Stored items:
# # #

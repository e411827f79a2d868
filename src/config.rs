//! Application-level configuration loading from a JSON file and the environment.

use std::{env, fs, io::ErrorKind, path::PathBuf, time::Duration};

use serde::Deserialize;
use tracing::{info, warn};

/// Default location on disk where the server looks for the JSON configuration.
const DEFAULT_CONFIG_PATH: &str = "config/app.json";
/// Environment variable that overrides [`DEFAULT_CONFIG_PATH`].
const CONFIG_PATH_ENV: &str = "INVENTORY_CONFIG_PATH";

const DEFAULT_PORT: u16 = 3000;
const DEFAULT_DATABASE_URL: &str = "sqlite:inventory.db?mode=rwc";
const DEFAULT_SESSION_TTL: Duration = Duration::from_secs(60 * 60);
const DEFAULT_SWEEP_INTERVAL: Duration = Duration::from_secs(60);
const DEFAULT_COOKIE_NAME: &str = "sid";

/// Which persistence backend serves the games and users.
#[derive(Debug, Clone, Copy, PartialEq, Eq, Deserialize)]
#[serde(rename_all = "snake_case")]
pub enum StorageKind {
    /// Single-file SQLite database.
    Sqlite,
    /// Process-local vectors, lost on restart.
    Memory,
}

/// Immutable runtime configuration shared across the application.
#[derive(Debug, Clone)]
pub struct AppConfig {
    /// TCP port the HTTP server binds on all interfaces.
    pub port: u16,
    /// Selected persistence backend.
    pub storage: StorageKind,
    /// Connection URL for the SQLite backend.
    pub database_url: String,
    /// Lifetime of a session and of its cookie.
    pub session_ttl: Duration,
    /// Period of the expired-session sweep.
    pub session_sweep_interval: Duration,
    /// Name of the cookie carrying the session token.
    pub session_cookie_name: String,
    /// Whether the session cookie carries the `Secure` attribute.
    pub cookie_secure: bool,
}

impl AppConfig {
    /// Load the configuration file, then apply `PORT` and `DATABASE_URL` overrides.
    pub fn load() -> Self {
        let mut config = Self::load_file();

        if let Some(port) = env::var("PORT")
            .ok()
            .and_then(|value| value.parse::<u16>().ok())
        {
            config.port = port;
        }
        if let Some(url) = env::var("DATABASE_URL").ok().filter(|url| !url.is_empty()) {
            config.database_url = url;
        }

        config
    }

    fn load_file() -> Self {
        let path = resolve_config_path();
        match fs::read_to_string(&path) {
            Ok(contents) => match Self::from_json(&contents) {
                Ok(config) => {
                    info!(path = %path.display(), "loaded configuration file");
                    config
                }
                Err(err) => {
                    warn!(
                        path = %path.display(),
                        error = %err,
                        "failed to parse config; falling back to defaults"
                    );
                    Self::default()
                }
            },
            Err(err) if err.kind() == ErrorKind::NotFound => {
                info!(
                    path = %path.display(),
                    "config file not found; using built-in defaults"
                );
                Self::default()
            }
            Err(err) => {
                warn!(
                    path = %path.display(),
                    error = %err,
                    "failed to read config; falling back to defaults"
                );
                Self::default()
            }
        }
    }

    /// Parse a JSON document, keeping defaults for every omitted field.
    pub fn from_json(contents: &str) -> Result<Self, serde_json::Error> {
        serde_json::from_str::<RawConfig>(contents).map(Into::into)
    }
}

impl Default for AppConfig {
    fn default() -> Self {
        Self {
            port: DEFAULT_PORT,
            storage: StorageKind::Sqlite,
            database_url: DEFAULT_DATABASE_URL.to_owned(),
            session_ttl: DEFAULT_SESSION_TTL,
            session_sweep_interval: DEFAULT_SWEEP_INTERVAL,
            session_cookie_name: DEFAULT_COOKIE_NAME.to_owned(),
            cookie_secure: false,
        }
    }
}

/// JSON representation of the configuration file located at [`DEFAULT_CONFIG_PATH`].
#[derive(Debug, Default, Deserialize)]
#[serde(default, deny_unknown_fields)]
struct RawConfig {
    port: Option<u16>,
    storage: Option<StorageKind>,
    database_url: Option<String>,
    session_ttl_secs: Option<u64>,
    session_sweep_interval_secs: Option<u64>,
    session_cookie_name: Option<String>,
    cookie_secure: Option<bool>,
}

impl From<RawConfig> for AppConfig {
    fn from(raw: RawConfig) -> Self {
        let defaults = Self::default();
        Self {
            port: raw.port.unwrap_or(defaults.port),
            storage: raw.storage.unwrap_or(defaults.storage),
            database_url: raw.database_url.unwrap_or(defaults.database_url),
            session_ttl: raw
                .session_ttl_secs
                .map(Duration::from_secs)
                .unwrap_or(defaults.session_ttl),
            session_sweep_interval: raw
                .session_sweep_interval_secs
                .filter(|secs| *secs > 0)
                .map(Duration::from_secs)
                .unwrap_or(defaults.session_sweep_interval),
            session_cookie_name: raw
                .session_cookie_name
                .filter(|name| !name.is_empty())
                .unwrap_or(defaults.session_cookie_name),
            cookie_secure: raw.cookie_secure.unwrap_or(defaults.cookie_secure),
        }
    }
}

/// Resolve the configuration path taking the environment override into account.
fn resolve_config_path() -> PathBuf {
    env::var_os(CONFIG_PATH_ENV)
        .map(PathBuf::from)
        .filter(|path| !path.as_os_str().is_empty())
        .unwrap_or_else(|| PathBuf::from(DEFAULT_CONFIG_PATH))
}

#[cfg(test)]
mod tests {
    use super::*;

    #[test]
    fn empty_document_keeps_defaults() {
        let config = AppConfig::from_json("{}").unwrap();
        assert_eq!(config.port, 3000);
        assert_eq!(config.storage, StorageKind::Sqlite);
        assert_eq!(config.session_ttl, Duration::from_secs(3600));
        assert_eq!(config.session_cookie_name, "sid");
        assert!(!config.cookie_secure);
    }

    #[test]
    fn explicit_fields_override_defaults() {
        let config = AppConfig::from_json(
            r#"{
                "port": 8081,
                "storage": "memory",
                "session_ttl_secs": 120,
                "session_cookie_name": "inventory.sid",
                "cookie_secure": true
            }"#,
        )
        .unwrap();

        assert_eq!(config.port, 8081);
        assert_eq!(config.storage, StorageKind::Memory);
        assert_eq!(config.session_ttl, Duration::from_secs(120));
        assert_eq!(config.session_cookie_name, "inventory.sid");
        assert!(config.cookie_secure);
        assert_eq!(config.database_url, DEFAULT_DATABASE_URL);
    }

    #[test]
    fn zero_sweep_interval_falls_back() {
        let config = AppConfig::from_json(r#"{"session_sweep_interval_secs": 0}"#).unwrap();
        assert_eq!(config.session_sweep_interval, DEFAULT_SWEEP_INTERVAL);
    }

    #[test]
    fn unknown_fields_are_rejected() {
        assert!(AppConfig::from_json(r#"{"colour": "red"}"#).is_err());
        assert!(AppConfig::from_json(r#"{"storage": "postgres"}"#).is_err());
    }
}
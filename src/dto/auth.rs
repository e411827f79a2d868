use serde::{Deserialize, Serialize};
use utoipa::ToSchema;

/// Credentials submitted to `/login`.
#[derive(Debug, Deserialize, ToSchema)]
pub struct LoginRequest {
    #[schema(example = "admin")]
    pub username: String,
    #[schema(example = "password123")]
    pub password: String,
}

/// Plain acknowledgement returned by the auth endpoints.
#[derive(Debug, Serialize, Deserialize, ToSchema)]
pub struct MessageResponse {
    pub message: String,
}

impl MessageResponse {
    /// Build a response carrying `message`.
    pub fn new(message: impl Into<String>) -> Self {
        Self {
            message: message.into(),
        }
    }
}
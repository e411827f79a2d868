//! Game resource operations on top of the injected [`GameStore`](crate::dao::game_store::GameStore).

use tracing::{debug, info};

use crate::{
    dao::models::NewGameEntity,
    dto::game::{Game, GameInput},
    error::ServiceError,
    state::{SessionUser, SharedState},
};

fn not_found(id: i64) -> ServiceError {
    ServiceError::NotFound(format!("game `{id}` not found"))
}

fn sanitize_input(input: GameInput) -> Result<NewGameEntity, ServiceError> {
    let entity = input.into_entity();
    if entity.title.is_empty() {
        return Err(ServiceError::InvalidInput("title must not be blank".into()));
    }
    Ok(entity)
}

/// Every game in primary-key order.
pub async fn list_games(state: &SharedState) -> Result<Vec<Game>, ServiceError> {
    let games = state.game_store().list_games().await?;
    debug!(count = games.len(), "listed games");
    Ok(games.into_iter().map(Into::into).collect())
}

/// Fetch the game stored under `id`, or `NotFound`.
pub async fn get_game(state: &SharedState, id: i64) -> Result<Game, ServiceError> {
    state
        .game_store()
        .find_game(id)
        .await?
        .map(Into::into)
        .ok_or_else(|| not_found(id))
}

/// Persist a new game; the store picks the identifier.
pub async fn create_game(
    state: &SharedState,
    actor: &SessionUser,
    input: GameInput,
) -> Result<Game, ServiceError> {
    let entity = sanitize_input(input)?;
    let created = state.game_store().create_game(entity).await?;
    info!(id = created.id, title = %created.title, actor = %actor.username, "game created");
    Ok(created.into())
}

/// Replace title and genre of an existing game.
pub async fn update_game(
    state: &SharedState,
    actor: &SessionUser,
    id: i64,
    input: GameInput,
) -> Result<Game, ServiceError> {
    let entity = sanitize_input(input)?;
    let updated = state
        .game_store()
        .update_game(id, entity)
        .await?
        .ok_or_else(|| not_found(id))?;
    info!(id, actor = %actor.username, "game updated");
    Ok(updated.into())
}

/// Remove a game and hand back the deleted record.
pub async fn delete_game(
    state: &SharedState,
    actor: &SessionUser,
    id: i64,
) -> Result<Game, ServiceError> {
    let removed = state
        .game_store()
        .delete_game(id)
        .await?
        .ok_or_else(|| not_found(id))?;
    info!(id, title = %removed.title, actor = %actor.username, "game deleted");
    Ok(removed.into())
}

#[cfg(test)]
mod tests {
    use std::sync::Arc;

    use super::*;
    use crate::{config::AppConfig, dao::game_store::memory::MemoryGameStore, state::AppState};

    fn state() -> SharedState {
        AppState::new(Arc::new(MemoryGameStore::seeded()), AppConfig::default())
    }

    fn admin() -> SessionUser {
        SessionUser {
            username: "admin".into(),
        }
    }

    fn input(title: &str, genre: Option<&str>) -> GameInput {
        GameInput {
            title: title.into(),
            genre: genre.map(Into::into),
        }
    }

    #[tokio::test]
    async fn create_get_delete_round_trip() {
        let state = state();

        let created = create_game(&state, &admin(), input("X", Some("Y")))
            .await
            .unwrap();
        assert_eq!(created.title, "X");
        assert_eq!(created.genre.as_deref(), Some("Y"));

        let fetched = get_game(&state, created.id).await.unwrap();
        assert_eq!(fetched, created);

        let deleted = delete_game(&state, &admin(), created.id).await.unwrap();
        assert_eq!(deleted, created);

        assert!(matches!(
            get_game(&state, created.id).await,
            Err(ServiceError::NotFound(_))
        ));
    }

    #[tokio::test]
    async fn deleting_unknown_id_leaves_store_untouched() {
        let state = state();
        let before = list_games(&state).await.unwrap();

        assert!(matches!(
            delete_game(&state, &admin(), 9999).await,
            Err(ServiceError::NotFound(_))
        ));
        assert_eq!(list_games(&state).await.unwrap(), before);
    }

    #[tokio::test]
    async fn blank_title_is_rejected_before_storage() {
        let state = state();
        assert!(matches!(
            create_game(&state, &admin(), input("   ", None)).await,
            Err(ServiceError::InvalidInput(_))
        ));
        assert_eq!(list_games(&state).await.unwrap().len(), 2);
    }

    #[tokio::test]
    async fn update_unknown_id_is_not_found() {
        let state = state();
        assert!(matches!(
            update_game(&state, &admin(), 404, input("Gone", None)).await,
            Err(ServiceError::NotFound(_))
        ));
    }
}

# # #

TASK PROMPT
Repeat each line of the data above, exactly as it appears, from the first through the line that contains "const DEFAULT_COOKIE_NAME: &str".

FINAL ANSWER
repository e411827f79a2d868
filename src/config.rs
//! Application-level configuration loading from a JSON file and the environment.

use std::{env, fs, io::ErrorKind, path::PathBuf, time::Duration};

use serde::Deserialize;
use tracing::{info, warn};

/// Default location on disk where the server looks for the JSON configuration.
const DEFAULT_CONFIG_PATH: &str = "config/app.json";
/// Environment variable that overrides [`DEFAULT_CONFIG_PATH`].
const CONFIG_PATH_ENV: &str = "INVENTORY_CONFIG_PATH";

const DEFAULT_PORT: u16 = 3000;
const DEFAULT_DATABASE_URL: &str = "sqlite:inventory.db?mode=rwc";
const DEFAULT_SESSION_TTL: Duration = Duration::from_secs(60 * 60);
const DEFAULT_SWEEP_INTERVAL: Duration = Duration::from_secs(60);
const DEFAULT_COOKIE_NAME: &str = "sid";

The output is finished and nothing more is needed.